RECORDS FOR THIS EXERCISE:

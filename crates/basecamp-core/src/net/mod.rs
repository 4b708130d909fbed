//! Fetch primitive consumed by the cache manager.
//!
//! A [`Network`] turns a [`Request`] into a [`Response`]. HTTP error statuses
//! come back as responses; only transport failures are errors.

pub mod http;
pub mod static_net;

use std::borrow::Cow;

use async_trait::async_trait;
use thiserror::Error;
use url::Url;

pub use http::HttpNetwork;
pub use static_net::StaticNetwork;

pub const CONTENT_TYPE_HTML: &str = "text/html; charset=utf-8";
pub const CONTENT_TYPE_CSS: &str = "text/css";
pub const CONTENT_TYPE_JS: &str = "text/javascript";

#[derive(Error, Debug)]
pub enum FetchError {
    #[error("Network unreachable: {0}")]
    Unreachable(String),

    #[error("Request to {url} failed with status {status}")]
    Status { url: String, status: u16 },

    #[error("Invalid URL: {0}")]
    InvalidUrl(String),
}

#[derive(Debug, Clone, Copy, PartialEq, Eq)]
pub enum RequestMode {
    /// A top-level page navigation.
    Navigate,
    /// Anything else: stylesheets, scripts, images, data.
    Subresource,
}

#[derive(Debug, Clone, PartialEq, Eq)]
pub struct Request {
    url: Url,
    mode: RequestMode,
}

impl Request {
    pub fn new(mut url: Url, mode: RequestMode) -> Self {
        url.set_fragment(None);
        Self { url, mode }
    }

    pub fn navigate(url: Url) -> Self {
        Self::new(url, RequestMode::Navigate)
    }

    pub fn subresource(url: Url) -> Self {
        Self::new(url, RequestMode::Subresource)
    }

    /// Resolve `path` against `origin`. Absolute URLs are taken as-is.
    pub fn resolve(origin: &Url, path: &str, mode: RequestMode) -> Result<Self, FetchError> {
        let url = origin
            .join(path)
            .map_err(|e| FetchError::InvalidUrl(format!("{}: {}", path, e)))?;
        Ok(Self::new(url, mode))
    }

    pub fn url(&self) -> &Url {
        &self.url
    }

    pub fn path(&self) -> &str {
        self.url.path()
    }

    pub fn mode(&self) -> RequestMode {
        self.mode
    }

    pub fn is_navigation(&self) -> bool {
        self.mode == RequestMode::Navigate
    }

    /// The key this request is stored under in a cache bucket.
    pub fn cache_key(&self) -> String {
        self.url.to_string()
    }
}

#[derive(Debug, Clone, PartialEq, Eq)]
pub struct Response {
    pub status: u16,
    pub content_type: Option<String>,
    pub body: Vec<u8>,
}

impl Response {
    pub fn new(status: u16, content_type: Option<&str>, body: impl Into<Vec<u8>>) -> Self {
        Self {
            status,
            content_type: content_type.map(str::to_string),
            body: body.into(),
        }
    }

    pub fn html(status: u16, body: impl Into<Vec<u8>>) -> Self {
        Self::new(status, Some(CONTENT_TYPE_HTML), body)
    }

    pub fn empty(status: u16, content_type: Option<&str>) -> Self {
        Self::new(status, content_type, Vec::new())
    }

    pub fn is_ok(&self) -> bool {
        (200..300).contains(&self.status)
    }

    pub fn text(&self) -> Cow<'_, str> {
        String::from_utf8_lossy(&self.body)
    }
}

#[async_trait]
pub trait Network: Send + Sync {
    async fn fetch(&self, request: &Request) -> Result<Response, FetchError>;
}
use crate::net::Response;

use super::CacheError;

/// Named buckets of cached responses.
///
/// Keys are normalized request URLs. `keys` returns them in insertion order;
/// re-putting an existing key keeps its position.
pub trait CacheStorage: Send + Sync {
    fn put(&self, bucket: &str, key: &str, response: &Response) -> Result<(), CacheError>;

    fn get(&self, bucket: &str, key: &str) -> Result<Option<Response>, CacheError>;

    /// Keys stored in `bucket`. A missing bucket has no keys.
    fn keys(&self, bucket: &str) -> Result<Vec<String>, CacheError>;

    fn bucket_names(&self) -> Result<Vec<String>, CacheError>;

    /// Delete a bucket and everything in it. Returns whether it existed.
    fn delete_bucket(&self, bucket: &str) -> Result<bool, CacheError>;
}

/// A view of one bucket.
pub struct Bucket<'a> {
    storage: &'a dyn CacheStorage,
    name: &'a str,
}

impl<'a> Bucket<'a> {
    pub fn new(storage: &'a dyn CacheStorage, name: &'a str) -> Self {
        Self { storage, name }
    }

    pub fn put(&self, key: &str, response: &Response) -> Result<(), CacheError> {
        self.storage.put(self.name, key, response)
    }

    pub fn get(&self, key: &str) -> Result<Option<Response>, CacheError> {
        self.storage.get(self.name, key)
    }

    pub fn keys(&self) -> Result<Vec<String>, CacheError> {
        self.storage.keys(self.name)
    }
}
use std::collections::BTreeMap;
use std::sync::Mutex;

use super::{KeyValueStore, StorageError};

/// In-process key-value store. Nothing survives the process.
#[derive(Debug, Default)]
pub struct MemoryStore {
    values: Mutex<BTreeMap<String, String>>,
}

impl MemoryStore {
    pub fn new() -> Self {
        Self::default()
    }

    pub fn len(&self) -> usize {
        self.values.lock().map(|values| values.len()).unwrap_or(0)
    }

    pub fn is_empty(&self) -> bool {
        self.len() == 0
    }
}

impl KeyValueStore for MemoryStore {
    fn get(&self, key: &str) -> Result<Option<String>, StorageError> {
        let values = self.values.lock().map_err(|_| StorageError::Poisoned)?;
        Ok(values.get(key).cloned())
    }

    fn set(&self, key: &str, value: &str) -> Result<(), StorageError> {
        let mut values = self.values.lock().map_err(|_| StorageError::Poisoned)?;
        values.insert(key.to_string(), value.to_string());
        Ok(())
    }

    fn remove(&self, key: &str) -> Result<(), StorageError> {
        let mut values = self.values.lock().map_err(|_| StorageError::Poisoned)?;
        values.remove(key);
        Ok(())
    }

    fn keys_with_prefix(&self, prefix: &str) -> Result<Vec<String>, StorageError> {
        let values = self.values.lock().map_err(|_| StorageError::Poisoned)?;
        Ok(values
            .range(prefix.to_string()..)
            .take_while(|(key, _)| key.starts_with(prefix))
            .map(|(key, _)| key.clone())
            .collect())
    }
}

#[cfg(test)]
mod tests {
    use super::*;

    #[test]
    fn test_prefix_scan_stops_at_prefix_boundary() {
        let store = MemoryStore::new();
        store.set("a/1", "x").unwrap();
        store.set("a/2", "y").unwrap();
        store.set("b/1", "z").unwrap();

        assert_eq!(store.keys_with_prefix("a/").unwrap(), vec!["a/1", "a/2"]);
        assert_eq!(store.keys_with_prefix("c/").unwrap(), Vec::<String>::new());
        assert_eq!(store.len(), 3);
    }
}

WORK TO COMPLETE:
Your answer should be the lines of the listing above between the line holding "Self::new(url, RequestMode::Subresource)" and the line holding "fn put(&self, bucket: &str, key: &str, response: &Response)", inclusive, restated word for word and alone.

SOLUTION TO THE PROBLEM:
        Self::new(url, RequestMode::Subresource)
    }

    /// Resolve `path` against `origin`. Absolute URLs are taken as-is.
    pub fn resolve(origin: &Url, path: &str, mode: RequestMode) -> Result<Self, FetchError> {
        let url = origin
            .join(path)
            .map_err(|e| FetchError::InvalidUrl(format!("{}: {}", path, e)))?;
        Ok(Self::new(url, mode))
    }

    pub fn url(&self) -> &Url {
        &self.url
    }

    pub fn path(&self) -> &str {
        self.url.path()
    }

    pub fn mode(&self) -> RequestMode {
        self.mode
    }

    pub fn is_navigation(&self) -> bool {
        self.mode == RequestMode::Navigate
    }

    /// The key this request is stored under in a cache bucket.
    pub fn cache_key(&self) -> String {
        self.url.to_string()
    }
}

#[derive(Debug, Clone, PartialEq, Eq)]
pub struct Response {
    pub status: u16,
    pub content_type: Option<String>,
    pub body: Vec<u8>,
}

impl Response {
    pub fn new(status: u16, content_type: Option<&str>, body: impl Into<Vec<u8>>) -> Self {
        Self {
            status,
            content_type: content_type.map(str::to_string),
            body: body.into(),
        }
    }

    pub fn html(status: u16, body: impl Into<Vec<u8>>) -> Self {
        Self::new(status, Some(CONTENT_TYPE_HTML), body)
    }

    pub fn empty(status: u16, content_type: Option<&str>) -> Self {
        Self::new(status, content_type, Vec::new())
    }

    pub fn is_ok(&self) -> bool {
        (200..300).contains(&self.status)
    }

    pub fn text(&self) -> Cow<'_, str> {
        String::from_utf8_lossy(&self.body)
    }
}

#[async_trait]
pub trait Network: Send + Sync {
    async fn fetch(&self, request: &Request) -> Result<Response, FetchError>;
}
use crate::net::Response;

use super::CacheError;

/// Named buckets of cached responses.
///
/// Keys are normalized request URLs. `keys` returns them in insertion order;
/// re-putting an existing key keeps its position.
pub trait CacheStorage: Send + Sync {
    fn put(&self, bucket: &str, key: &str, response: &Response) -> Result<(), CacheError>;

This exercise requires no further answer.